→ **Material for the task**

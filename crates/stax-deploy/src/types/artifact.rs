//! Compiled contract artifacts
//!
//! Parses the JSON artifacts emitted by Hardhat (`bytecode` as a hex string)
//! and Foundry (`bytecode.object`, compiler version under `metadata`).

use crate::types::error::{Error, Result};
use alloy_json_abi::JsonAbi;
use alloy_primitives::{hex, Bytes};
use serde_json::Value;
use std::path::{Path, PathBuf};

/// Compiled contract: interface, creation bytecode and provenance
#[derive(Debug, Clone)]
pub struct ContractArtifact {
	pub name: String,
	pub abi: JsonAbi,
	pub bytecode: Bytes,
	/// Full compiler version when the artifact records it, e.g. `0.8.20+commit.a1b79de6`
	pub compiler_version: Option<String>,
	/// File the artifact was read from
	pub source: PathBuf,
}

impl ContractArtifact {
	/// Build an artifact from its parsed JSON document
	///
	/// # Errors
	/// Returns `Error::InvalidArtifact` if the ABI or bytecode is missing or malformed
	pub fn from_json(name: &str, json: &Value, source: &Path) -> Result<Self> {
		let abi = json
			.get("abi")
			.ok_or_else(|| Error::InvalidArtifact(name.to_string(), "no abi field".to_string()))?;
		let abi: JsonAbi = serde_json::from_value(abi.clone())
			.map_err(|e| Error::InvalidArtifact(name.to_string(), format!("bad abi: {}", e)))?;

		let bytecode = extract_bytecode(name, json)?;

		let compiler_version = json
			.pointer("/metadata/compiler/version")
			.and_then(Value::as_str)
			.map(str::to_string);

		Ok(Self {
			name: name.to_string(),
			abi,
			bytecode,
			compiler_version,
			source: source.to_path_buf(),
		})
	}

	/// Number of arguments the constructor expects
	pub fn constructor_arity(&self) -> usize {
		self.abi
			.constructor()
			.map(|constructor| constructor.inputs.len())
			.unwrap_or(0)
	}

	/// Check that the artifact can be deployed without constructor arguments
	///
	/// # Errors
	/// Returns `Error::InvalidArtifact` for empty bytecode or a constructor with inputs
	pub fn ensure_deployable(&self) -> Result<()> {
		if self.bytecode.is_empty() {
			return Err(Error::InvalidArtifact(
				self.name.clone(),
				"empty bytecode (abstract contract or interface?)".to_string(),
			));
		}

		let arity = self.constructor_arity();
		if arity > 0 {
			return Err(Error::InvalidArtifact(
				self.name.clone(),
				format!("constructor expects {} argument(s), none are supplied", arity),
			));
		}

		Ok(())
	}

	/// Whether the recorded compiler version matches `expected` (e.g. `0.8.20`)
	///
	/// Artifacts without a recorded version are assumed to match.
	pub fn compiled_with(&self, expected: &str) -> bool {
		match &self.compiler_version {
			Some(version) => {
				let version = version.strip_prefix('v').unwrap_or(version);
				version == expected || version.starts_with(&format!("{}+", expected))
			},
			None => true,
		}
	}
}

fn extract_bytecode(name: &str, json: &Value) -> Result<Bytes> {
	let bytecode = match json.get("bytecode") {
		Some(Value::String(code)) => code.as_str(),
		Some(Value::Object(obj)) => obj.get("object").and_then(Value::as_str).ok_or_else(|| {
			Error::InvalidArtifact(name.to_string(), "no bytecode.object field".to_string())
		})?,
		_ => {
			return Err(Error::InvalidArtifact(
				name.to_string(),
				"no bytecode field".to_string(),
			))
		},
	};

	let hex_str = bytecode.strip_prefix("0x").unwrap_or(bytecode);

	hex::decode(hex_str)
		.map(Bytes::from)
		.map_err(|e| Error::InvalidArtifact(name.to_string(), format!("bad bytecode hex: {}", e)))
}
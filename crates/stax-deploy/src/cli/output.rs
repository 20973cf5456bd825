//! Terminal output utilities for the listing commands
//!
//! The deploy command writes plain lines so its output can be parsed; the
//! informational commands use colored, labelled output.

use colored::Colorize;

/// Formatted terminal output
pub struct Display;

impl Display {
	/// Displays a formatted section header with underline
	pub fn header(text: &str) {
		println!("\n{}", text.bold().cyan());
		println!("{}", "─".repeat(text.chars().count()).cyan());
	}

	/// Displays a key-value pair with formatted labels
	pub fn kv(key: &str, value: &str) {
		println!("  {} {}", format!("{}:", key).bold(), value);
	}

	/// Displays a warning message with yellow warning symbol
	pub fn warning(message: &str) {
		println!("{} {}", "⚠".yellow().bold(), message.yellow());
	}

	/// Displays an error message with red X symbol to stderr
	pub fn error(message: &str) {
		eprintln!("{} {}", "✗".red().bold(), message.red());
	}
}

→ **What the exercise asks**
Type out the entries once more, precisely.

→ **Reply to the exercise**
filename crates/stax-deploy/src/types/artifact.rs
//! Compiled contract artifacts
//!
//! Parses the JSON artifacts emitted by Hardhat (`bytecode` as a hex string)
//! and Foundry (`bytecode.object`, compiler version under `metadata`).

use crate::types::error::{Error, Result};
use alloy_json_abi::JsonAbi;
use alloy_primitives::{hex, Bytes};
use serde_json::Value;
use std::path::{Path, PathBuf};

/// Compiled contract: interface, creation bytecode and provenance
#[derive(Debug, Clone)]
pub struct ContractArtifact {
	pub name: String,
	pub abi: JsonAbi,
	pub bytecode: Bytes,
	/// Full compiler version when the artifact records it, e.g. `0.8.20+commit.a1b79de6`
	pub compiler_version: Option<String>,
	/// File the artifact was read from
	pub source: PathBuf,
}

impl ContractArtifact {
	/// Build an artifact from its parsed JSON document
	///
	/// # Errors
	/// Returns `Error::InvalidArtifact` if the ABI or bytecode is missing or malformed
	pub fn from_json(name: &str, json: &Value, source: &Path) -> Result<Self> {
		let abi = json
			.get("abi")
			.ok_or_else(|| Error::InvalidArtifact(name.to_string(), "no abi field".to_string()))?;
		let abi: JsonAbi = serde_json::from_value(abi.clone())
			.map_err(|e| Error::InvalidArtifact(name.to_string(), format!("bad abi: {}", e)))?;

		let bytecode = extract_bytecode(name, json)?;

		let compiler_version = json
			.pointer("/metadata/compiler/version")
			.and_then(Value::as_str)
			.map(str::to_string);

		Ok(Self {
			name: name.to_string(),
			abi,
			bytecode,
			compiler_version,
			source: source.to_path_buf(),
		})
	}

	/// Number of arguments the constructor expects
	pub fn constructor_arity(&self) -> usize {
		self.abi
			.constructor()
			.map(|constructor| constructor.inputs.len())
			.unwrap_or(0)
	}

	/// Check that the artifact can be deployed without constructor arguments
	///
	/// # Errors
	/// Returns `Error::InvalidArtifact` for empty bytecode or a constructor with inputs
	pub fn ensure_deployable(&self) -> Result<()> {
		if self.bytecode.is_empty() {
			return Err(Error::InvalidArtifact(
				self.name.clone(),
				"empty bytecode (abstract contract or interface?)".to_string(),
			));
		}

		let arity = self.constructor_arity();
		if arity > 0 {
			return Err(Error::InvalidArtifact(
				self.name.clone(),
				format!("constructor expects {} argument(s), none are supplied", arity),
			));
		}

		Ok(())
	}

	/// Whether the recorded compiler version matches `expected` (e.g. `0.8.20`)
	///
	/// Artifacts without a recorded version are assumed to match.
	pub fn compiled_with(&self, expected: &str) -> bool {
		match &self.compiler_version {
			Some(version) => {
				let version = version.strip_prefix('v').unwrap_or(version);
				version == expected || version.starts_with(&format!("{}+", expected))
			},
			None => true,
		}
	}
}

fn extract_bytecode(name: &str, json: &Value) -> Result<Bytes> {
	let bytecode = match json.get("bytecode") {
		Some(Value::String(code)) => code.as_str(),
		Some(Value::Object(obj)) => obj.get("object").and_then(Value::as_str).ok_or_else(|| {
			Error::InvalidArtifact(name.to_string(), "no bytecode.object field".to_string())
		})?,
		_ => {
			return Err(Error::InvalidArtifact(
				name.to_string(),
				"no bytecode field".to_string(),
			))
		},
	};

	let hex_str = bytecode.strip_prefix("0x").unwrap_or(bytecode);

	hex::decode(hex_str)
		.map(Bytes::from)
		.map_err(|e| Error::InvalidArtifact(name.to_string(), format!("bad bytecode hex: {}", e)))
}
filename crates/stax-deploy/src/cli/output.rs
repository 20973cf5456bd825
//! Terminal output utilities for the listing commands
//!
//! The deploy command writes plain lines so its output can be parsed; the
//! informational commands use colored, labelled output.

use colored::Colorize;

/// Formatted terminal output
pub struct Display;

impl Display {
	/// Displays a formatted section header with underline
	pub fn header(text: &str) {
		println!("\n{}", text.bold().cyan());
		println!("{}", "─".repeat(text.chars().count()).cyan());
	}

	/// Displays a key-value pair with formatted labels
	pub fn kv(key: &str, value: &str) {
		println!("  {} {}", format!("{}:", key).bold(), value);
	}

	/// Displays a warning message with yellow warning symbol
	pub fn warning(message: &str) {
		println!("{} {}", "⚠".yellow().bold(), message.yellow());
	}

	/// Displays an error message with red X symbol to stderr
	pub fn error(message: &str) {
		eprintln!("{} {}", "✗".red().bold(), message.red());
	}
}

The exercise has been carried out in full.